WHAT YOU ARE ASKED TO DO: Each line in the records that mentions the word "Remove" needs to be listed.

Records drawn from a dataset:
──────

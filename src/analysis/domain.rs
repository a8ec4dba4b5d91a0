//! Natural domain of an expression, derived from its structure.
//!
//! Starting from ℝ, every structural constraint is visited in a fixed order
//! (tangent singularities, denominators, even roots, logarithms, inverse trigonometric
//! arguments, powers with a variable exponent). A constraint the exact solver can settle restricts the domain; one it
//! cannot settle is reported as text and left unenforced.
use crate::errors::SolverInconclusive;
use crate::symbolic::expression::Expression;
use crate::symbolic::real_sets::RealSet;
use crate::symbolic::symbolic_engine::Expr;
use crate::symbolic::symbolic_solve::{Inequality, solve_equation, solve_inequality};
use crate::symbolic::utils::format_number;
use log::{debug, info};
use strum_macros::Display;

/// What kind of structure produced a constraint.
#[derive(Debug, Clone, Copy, PartialEq, Eq, Display)]
pub enum ConstraintKind {
    #[strum(serialize = "tangent singularity")]
    Singularity,
    #[strum(serialize = "denominator")]
    Denominator,
    #[strum(serialize = "even root")]
    EvenRoot,
    #[strum(serialize = "logarithm")]
    Logarithm,
    #[strum(serialize = "inverse trigonometric")]
    InverseTrig,
    /// `base^exponent` with the variable on both sides, defined as exp(exponent·ln(base))
    #[strum(serialize = "variable exponent")]
    VariableExponent,
}

/// One structural requirement on the variable.
#[derive(Debug, Clone, PartialEq)]
pub struct Constraint {
    pub kind: ConstraintKind,
    /// the node that imposes the requirement
    pub source: Expr,
    /// the set allowed by the requirement; `None` when it could not be solved exactly
    pub allowed: Option<RealSet>,
}

/// Admissible inputs and the justification trail.
#[derive(Debug, Clone, PartialEq)]
pub struct DomainResult {
    pub domain: RealSet,
    pub constraints: Vec<Constraint>,
    pub steps: Vec<String>,
}

impl DomainResult {
    /// Constraints that are stated but not enforced on `domain`.
    pub fn unresolved(&self) -> impl Iterator<Item = &Constraint> {
        self.constraints.iter().filter(|c| c.allowed.is_none())
    }
}

/// Derives the natural domain of `expr`. Never fails: unsolved constraints become text.
pub fn analyze_domain(expr: &Expression) -> DomainResult {
    let mut builder = DomainBuilder::new(expr.variable());
    let tree = expr.tree();

    for node in nodes(tree, expr.variable(), |n| matches!(n, Expr::tg(_))) {
        if let Expr::tg(arg) = node {
            builder.tangent(node, arg);
        }
    }
    for den in expr.denominators() {
        builder.denominator(&den);
    }
    for node in expr.radicals() {
        if let Expr::Pow(base, _) = node {
            if base.contains_variable(expr.variable()) {
                builder.even_root(node, base);
            }
        }
    }
    for node in expr.logarithms() {
        if let Expr::Ln(arg) = node {
            if arg.contains_variable(expr.variable()) {
                builder.logarithm(node, arg);
            }
        }
    }
    for node in expr.inverse_trig() {
        if let Expr::arcsin(arg) | Expr::arccos(arg) = node {
            if arg.contains_variable(expr.variable()) {
                builder.inverse_trig(node, arg);
            }
        }
    }
    for node in expr.powers() {
        if let Expr::Pow(base, exp) = node {
            if base.contains_variable(expr.variable()) && exp.contains_variable(expr.variable()) {
                builder.variable_exponent(node, base);
            }
        }
    }
    builder.finish(expr)
}

/// Distinct nodes matching `predicate` whose subtree depends on `var`, in pre-order.
fn nodes<'a>(tree: &'a Expr, var: &str, predicate: impl Fn(&Expr) -> bool) -> Vec<&'a Expr> {
    let mut found: Vec<&Expr> = Vec::new();
    tree.walk(&mut |node| {
        if predicate(node) && node.contains_variable(var) && !found.contains(&node) {
            found.push(node);
        }
    });
    found
}

struct DomainBuilder<'a> {
    var: &'a str,
    domain: RealSet,
    constraints: Vec<Constraint>,
    steps: Vec<String>,
}

impl<'a> DomainBuilder<'a> {
    fn new(var: &'a str) -> Self {
        Self {
            var,
            domain: RealSet::all(),
            constraints: Vec::new(),
            steps: Vec::new(),
        }
    }

    fn record(&mut self, kind: ConstraintKind, source: &Expr, allowed: Option<RealSet>) {
        if let Some(allowed) = &allowed {
            self.domain = self.domain.intersect(allowed);
        }
        self.constraints.push(Constraint {
            kind,
            source: source.clone(),
            allowed,
        });
    }

    fn tangent(&mut self, node: &Expr, arg: &Expr) {
        let cosine = Expr::cos(Box::new(arg.clone()));
        let allowed = match solve_equation(&cosine, self.var) {
            Ok(points) if !points.is_empty() => {
                self.steps.push(format!(
                    "Remove {} because cos({}) = 0 there and {} is undefined.",
                    list(self.var, &points),
                    arg.to_plain_string(),
                    node
                ));
                Some(RealSet::all().exclude_points(&points))
            }
            Ok(_) => {
                self.steps.push(format!(
                    "cos({}) is never zero, so {} has no poles.",
                    arg.to_plain_string(),
                    node
                ));
                Some(RealSet::all())
            }
            Err(reason) => {
                debug!("tangent poles of {}: {}", node, reason);
                self.steps.push(format!(
                    "Requires cos({}) ≠ 0 because of {} (its poles are π/2 + kπ).",
                    arg.to_plain_string(),
                    node
                ));
                None
            }
        };
        self.record(ConstraintKind::Singularity, node, allowed);
    }

    fn denominator(&mut self, den: &Expr) {
        let allowed = match solve_equation(den, self.var) {
            Ok(points) if points.is_empty() => {
                self.steps.push(format!(
                    "The denominator {} is never zero.",
                    den.to_plain_string()
                ));
                Some(RealSet::all())
            }
            Ok(points) => {
                self.steps.push(format!(
                    "Remove {} because it makes the denominator {} zero.",
                    list(self.var, &points),
                    den.to_plain_string()
                ));
                Some(RealSet::all().exclude_points(&points))
            }
            Err(SolverInconclusive::AllReals) => {
                self.steps.push(format!(
                    "The denominator {} is zero for every x; the function is nowhere defined.",
                    den.to_plain_string()
                ));
                Some(RealSet::empty())
            }
            Err(reason) => {
                debug!("denominator {} unresolved: {}", den, reason);
                self.steps
                    .push(format!("Requires {} ≠ 0.", den.to_plain_string()));
                None
            }
        };
        self.record(ConstraintKind::Denominator, den, allowed);
    }

    fn even_root(&mut self, node: &Expr, base: &Expr) {
        let allowed = self.solve(base, Inequality::NonNegative);
        let root = match node {
            Expr::Pow(_, exp) if exp.constant_value() == Some(0.5) => "the square root".to_string(),
            _ => format!("the even root {}", node),
        };
        self.steps.push(format!(
            "Requires {} ≥ 0 because of {}{}.",
            base.to_plain_string(),
            root,
            solved_suffix(self.var, &allowed)
        ));
        self.record(ConstraintKind::EvenRoot, node, allowed);
    }

    fn logarithm(&mut self, node: &Expr, arg: &Expr) {
        let allowed = self.solve(arg, Inequality::Positive);
        self.steps.push(format!(
            "Requires {} > 0 because of {}{}.",
            arg.to_plain_string(),
            node,
            solved_suffix(self.var, &allowed)
        ));
        self.record(ConstraintKind::Logarithm, node, allowed);
    }

    fn inverse_trig(&mut self, node: &Expr, arg: &Expr) {
        let above = arg.clone() + Expr::Const(1.0);
        let below = Expr::Const(1.0) - arg.clone();
        let allowed = match (
            self.solve(&above, Inequality::NonNegative),
            self.solve(&below, Inequality::NonNegative),
        ) {
            (Some(a), Some(b)) => Some(a.intersect(&b)),
            _ => None,
        };
        self.steps.push(format!(
            "Requires -1 ≤ {} ≤ 1 because of {}{}.",
            arg.to_plain_string(),
            node,
            solved_suffix(self.var, &allowed)
        ));
        self.record(ConstraintKind::InverseTrig, node, allowed);
    }

    fn variable_exponent(&mut self, node: &Expr, base: &Expr) {
        let allowed = self.solve(base, Inequality::Positive);
        self.steps.push(format!(
            "Requires {} > 0 because {} has a variable exponent{}.",
            base.to_plain_string(),
            node,
            solved_suffix(self.var, &allowed)
        ));
        self.record(ConstraintKind::VariableExponent, node, allowed);
    }

    fn solve(&self, g: &Expr, relation: Inequality) -> Option<RealSet> {
        match solve_inequality(g, self.var, relation) {
            Ok(set) => Some(set),
            Err(reason) => {
                debug!("inequality on {} unresolved: {}", g, reason);
                None
            }
        }
    }

    fn finish(mut self, expr: &Expression) -> DomainResult {
        if self.constraints.is_empty() {
            self.steps
                .push("The function is defined for all real numbers.".to_string());
        }
        let unresolved = self.constraints.iter().filter(|c| c.allowed.is_none()).count();
        info!(
            "domain of {}: {} ({} constraint(s), {} unresolved)",
            expr,
            self.domain,
            self.constraints.len(),
            unresolved
        );
        DomainResult {
            domain: self.domain,
            constraints: self.constraints,
            steps: self.steps,
        }
    }
}

fn list(var: &str, points: &[f64]) -> String {
    let shown: Vec<String> = points.iter().map(|p| format_number(*p)).collect();
    format!("{} = {}", var, shown.join(", "))
}

fn solved_suffix(var: &str, allowed: &Option<RealSet>) -> String {
    match allowed {
        Some(set) => format!(": {} ∈ {}", var, set),
        None => " (could not be solved exactly; not enforced)".to_string(),
    }
}

#[cfg(test)]
mod tests {
    use super::*;
    use crate::symbolic::parse_expr::{normalize, normalize_in};

    fn domain_of(text: &str) -> DomainResult {
        analyze_domain(&normalize(text).unwrap())
    }

    #[test]
    fn test_polynomial_is_defined_everywhere() {
        let result = domain_of("x^2 - 4");
        assert!(result.domain.is_all());
        assert_eq!(
            result.steps,
            vec!["The function is defined for all real numbers.".to_string()]
        );
        assert!(result.constraints.is_empty());
    }

    #[test]
    fn test_reciprocal_excludes_zero() {
        let result = domain_of("1/x");
        assert_eq!(result.domain.to_string(), "ℝ \\ {0}");
        assert_eq!(result.constraints.len(), 1);
        assert_eq!(result.constraints[0].kind, ConstraintKind::Denominator);
        assert!(result.steps[0].contains("x = 0"));
    }

    #[test]
    fn test_square_root_and_logarithm() {
        assert_eq!(domain_of("sqrt(x)").domain.to_string(), "[0, ∞)");
        let log = domain_of("log(x - 1)");
        assert_eq!(log.domain.to_string(), "(1, ∞)");
        assert!(!log.domain.contains(1.0));
        assert!(log.steps[0].starts_with("Requires x - 1 > 0"));
        assert_eq!(domain_of("sqrt(4 - x^2)").domain.to_string(), "[-2, 2]");
        assert_eq!(domain_of("ln(x) + sqrt(x - 2)").domain.to_string(), "[2, ∞)");
    }

    #[test]
    fn test_inverse_trig_and_rational() {
        assert_eq!(domain_of("arcsin(2x)").domain.to_string(), "[-0.5, 0.5]");
        let rational = domain_of("(x + 1)/(x^2 - 1)");
        assert_eq!(rational.domain.to_string(), "ℝ \\ {-1, 1}");
        assert_eq!(domain_of("1/(x^2 + 1)").domain.to_string(), "ℝ");
        assert_eq!(domain_of("x^(-1/2)").domain.to_string(), "(0, ∞)");
    }

    #[test]
    fn test_variable_exponent_needs_positive_base() {
        let result = domain_of("x^x");
        assert_eq!(result.domain.to_string(), "(0, ∞)");
        assert_eq!(result.constraints.len(), 1);
        assert_eq!(result.constraints[0].kind, ConstraintKind::VariableExponent);
        assert!(result.steps[0].starts_with("Requires x > 0"));
        assert_eq!(domain_of("(x - 1)^(2x)").domain.to_string(), "(1, ∞)");
        // constant base or constant exponent: no extra constraint
        assert!(domain_of("2^x").domain.is_all());
        assert!(domain_of("x^3").domain.is_all());
    }

    #[test]
    fn test_steps_name_the_variable() {
        let expr = normalize_in("ln(t - 1)", "t").unwrap();
        let result = analyze_domain(&expr);
        assert_eq!(result.domain.to_string(), "(1, ∞)");
        assert!(result.steps[0].ends_with(": t ∈ (1, ∞)."), "{:?}", result.steps);
        assert!(!result.steps[0].contains("x ∈"));
    }

    #[test]
    fn test_unresolved_constraints_are_stated_not_enforced() {
        let result = domain_of("1/sin(x)");
        assert!(result.domain.is_all());
        assert_eq!(result.unresolved().count(), 1);
        assert_eq!(result.steps, vec!["Requires sin(x) ≠ 0.".to_string()]);

        let tangent = domain_of("tan(x)");
        assert!(tangent.domain.is_all());
        assert_eq!(tangent.constraints[0].kind, ConstraintKind::Singularity);
        assert!(tangent.steps[0].contains("π/2 + kπ"));
    }

    #[test]
    fn test_constraint_order_and_purity() {
        let expr = normalize("sqrt(x)/ (x - 4) + ln(x + 1)").unwrap();
        let first = analyze_domain(&expr);
        let kinds: Vec<ConstraintKind> = first.constraints.iter().map(|c| c.kind).collect();
        assert_eq!(
            kinds,
            vec![
                ConstraintKind::Denominator,
                ConstraintKind::EvenRoot,
                ConstraintKind::Logarithm
            ]
        );
        assert_eq!(first.domain.to_string(), "[0, 4) ∪ (4, ∞)");
        assert_eq!(first, analyze_domain(&expr));
        assert_eq!(ConstraintKind::EvenRoot.to_string(), "even root");
    }
}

──────

EXERCISE ANSWER:
                    "Remove {} because cos({}) = 0 there and {} is undefined.",
                    "Remove {} because it makes the denominator {} zero.",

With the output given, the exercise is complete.